Arrivés au pied du cône, Pencroff, Harbert et Gédéon Spilett le gravirent en quelques instants, et leurs regards parcoururent les divers points de l'horizon.

Ils étaient bien sur un îlot, qui ne mesurait pas plus de six milles de tour, et dont le périmètre, peu frangé de caps ou de promontoires, peu creusé d'anses ou de criques, présentait la forme d'un ovale allongé. Tout autour, la mer, absolument déserte, s'étendait jusqu'aux limites du ciel. Il n'y avait pas une terre, pas une voile en vue!

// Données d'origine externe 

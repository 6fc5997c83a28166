use super::*;
use crate::config::FailedTicketPolicy;
use crate::export::{FAILED_COUNT_HEADER, FAILED_TICKETS_HEADER};
use axum::body::Body;
use axum::http::{Request, StatusCode, header};
use tower::ServiceExt;
use wiremock::matchers::{method, path};
use wiremock::{Mock, MockServer, ResponseTemplate};


/// Config pointing the helpdesk client at a mock server
fn test_config(helpdesk: &MockServer) -> Config {
    let mut config = Config::default();
    config.helpdesk.api_base_template = format!("{}/api/v2", helpdesk.uri());
    config
}

/// Router backed by a real `HelpdeskClient` talking to `helpdesk`
fn test_router(config: Config) -> Router {
    let client = HelpdeskClient::new(config.helpdesk.clone()).unwrap();
    create_router(Arc::new(client), Arc::new(config))
}

/// Mount a conversations response for one ticket
async fn mount_ticket(helpdesk: &MockServer, ticket: u64, response: ResponseTemplate) {
    Mock::given(method("GET"))
        .and(path(format!("/api/v2/tickets/{ticket}/conversations")))
        .respond_with(response)
        .mount(helpdesk)
        .await;
}

fn comments_json(comments: &[&str]) -> ResponseTemplate {
    let body: Vec<_> = comments
        .iter()
        .enumerate()
        .map(|(i, c)| serde_json::json!({"id": i, "body_text": c, "body": format!("<div>{c}</div>")}))
        .collect();
    ResponseTemplate::new(200).set_body_json(body)
}

fn form_request(body: &str) -> Request<Body> {
    Request::builder()
        .method("POST")
        .uri("/export")
        .header(header::CONTENT_TYPE, "application/x-www-form-urlencoded")
        .body(Body::from(body.to_string()))
        .unwrap()
}

async fn body_string(response: axum::response::Response) -> String {
    let body = axum::body::to_bytes(response.into_body(), usize::MAX)
        .await
        .unwrap();
    String::from_utf8(body.to_vec()).unwrap()
}

#[tokio::test]
async fn test_health_endpoint() {
    let helpdesk = MockServer::start().await;
    let app = test_router(test_config(&helpdesk));

    let response = app
        .oneshot(
            Request::builder()
                .uri("/health")
                .body(Body::empty())
                .unwrap(),
        )
        .await
        .unwrap();

    assert_eq!(response.status(), StatusCode::OK);
    let body = body_string(response).await;
    assert!(body.contains("ok"));
    assert!(body.contains(env!("CARGO_PKG_VERSION")));
}

#[tokio::test]
async fn test_openapi_spec_lists_export_route() {
    let helpdesk = MockServer::start().await;
    let app = test_router(test_config(&helpdesk));

    let response = app
        .oneshot(
            Request::builder()
                .uri("/openapi.json")
                .body(Body::empty())
                .unwrap(),
        )
        .await
        .unwrap();

    assert_eq!(response.status(), StatusCode::OK);
    let spec: serde_json::Value = serde_json::from_str(&body_string(response).await).unwrap();
    assert!(spec["paths"]["/export"]["post"].is_object());
    assert!(spec["components"]["schemas"]["ExportForm"].is_object());
}

#[tokio::test]
async fn test_swagger_ui_can_be_disabled() {
    let helpdesk = MockServer::start().await;
    let mut config = test_config(&helpdesk);
    config.server.api.swagger_ui = false;
    let app = test_router(config);

    let response = app
        .oneshot(
            Request::builder()
                .uri("/swagger-ui/")
                .body(Body::empty())
                .unwrap(),
        )
        .await
        .unwrap();

    assert_eq!(response.status(), StatusCode::NOT_FOUND);
}

#[tokio::test]
async fn test_cors_enabled() {
    let helpdesk = MockServer::start().await;
    let mut config = test_config(&helpdesk);
    config.server.api.cors_enabled = true;
    config.server.api.cors_origins = vec!["*".to_string()];
    let app = test_router(config);

    let response = app
        .oneshot(
            Request::builder()
                .uri("/health")
                .header("Origin", "http://localhost:3000")
                .body(Body::empty())
                .unwrap(),
        )
        .await
        .unwrap();

    assert_eq!(response.status(), StatusCode::OK);
    assert!(
        response
            .headers()
            .contains_key("access-control-allow-origin"),
        "CORS header should be present when CORS is enabled"
    );
}

#[tokio::test]
async fn test_cors_disabled() {
    let helpdesk = MockServer::start().await;
    let mut config = test_config(&helpdesk);
    config.server.api.cors_enabled = false;
    let app = test_router(config);

    let response = app
        .oneshot(
            Request::builder()
                .uri("/health")
                .header("Origin", "http://localhost:3000")
                .body(Body::empty())
                .unwrap(),
        )
        .await
        .unwrap();

    assert!(
        !response
            .headers()
            .contains_key("access-control-allow-origin")
    );
}

#[tokio::test]
async fn test_cors_specific_origins() {
    let helpdesk = MockServer::start().await;
    let mut config = test_config(&helpdesk);
    config.server.api.cors_enabled = true;
    config.server.api.cors_origins = vec![
        "https://support.example.com".to_string(),
        "\n".to_string(),
    ];
    let app = test_router(config);

    let health_from = |origin: &'static str| {
        Request::builder()
            .uri("/health")
            .header("Origin", origin)
            .body(Body::empty())
            .unwrap()
    };

    let allowed = app
        .clone()
        .oneshot(health_from("https://support.example.com"))
        .await
        .unwrap();
    assert_eq!(allowed.status(), StatusCode::OK);
    assert_eq!(
        allowed.headers()["access-control-allow-origin"],
        "https://support.example.com"
    );

    let denied = app
        .oneshot(health_from("https://evil.example.com"))
        .await
        .unwrap();
    assert_eq!(denied.status(), StatusCode::OK);
    assert!(
        !denied
            .headers()
            .contains_key("access-control-allow-origin")
    );
}

#[tokio::test]
async fn test_server_starts_and_responds_to_health() {
    let helpdesk = MockServer::start().await;
    let listener = TcpListener::bind("127.0.0.1:0").await.unwrap();
    let addr = listener.local_addr().unwrap();

    let app = test_router(test_config(&helpdesk));
    let server_handle = tokio::spawn(async move {
        axum::serve(listener, app).await.unwrap();
    });

    let response = reqwest::get(format!("http://{addr}/health")).await.unwrap();
    assert_eq!(response.status(), reqwest::StatusCode::OK);

    server_handle.abort();
}

#[tokio::test]
async fn test_start_api_server_rejects_invalid_config() {
    let mut config = Config::default();
    config.export.utc_offset_seconds = 100_000;
    let result = start_api_server(Arc::new(config)).await;
    assert!(matches!(result, Err(crate::Error::Config { .. })));
}

#[tokio::test]
async fn test_failed_ticket_policy_from_config_is_applied() {
    let helpdesk = MockServer::start().await;
    mount_ticket(&helpdesk, 1, ResponseTemplate::new(500)).await;

    let mut config = test_config(&helpdesk);
    config.export.failed_ticket_policy = FailedTicketPolicy::ErrorRow;
    let app = test_router(config);

    let response = app
        .oneshot(form_request(
            "loginMode=apiLogin&domain=acme&apiKey=k&genOptions=sequential&minTicket=1&maxTicket=1",
        ))
        .await
        .unwrap();

    assert_eq!(response.status(), StatusCode::OK);
    assert_eq!(response.headers()[FAILED_TICKETS_HEADER], "1");
    let body = body_string(response).await;
    assert!(body.starts_with("Ticket ID,Comments\n1,[fetch failed] helpdesk returned HTTP 500"));
}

Cet îlot, boisé sur toute sa surface, n'offrait pas cette diversité d'aspect de l'île Lincoln, aride et sauvage sur une partie, mais fertile et riche sur l'autre. Ici, c'était une masse uniforme de verdure, que dominaient deux ou trois collines peu élevées. Obliquement à l'ovale de l'îlot, un ruisseau coulait à travers une large prairie et allait se jeter à la mer sur la côte occidentale par une étroite embouchure.

«Le domaine est restreint, dit Harbert.

— Oui, répondit Pencroff, c'eût été un peu petit pour nous!

— Et de plus, répondit le reporter, il semble inhabité.

— En effet, répondit Harbert, rien n'y décèle la présence de l'homme.

— Descendons, dit Pencroff, et cherchons.»

Le marin et ses deux compagnons revinrent au rivage, à l'endroit où ils avaient laissé le Bonadventure.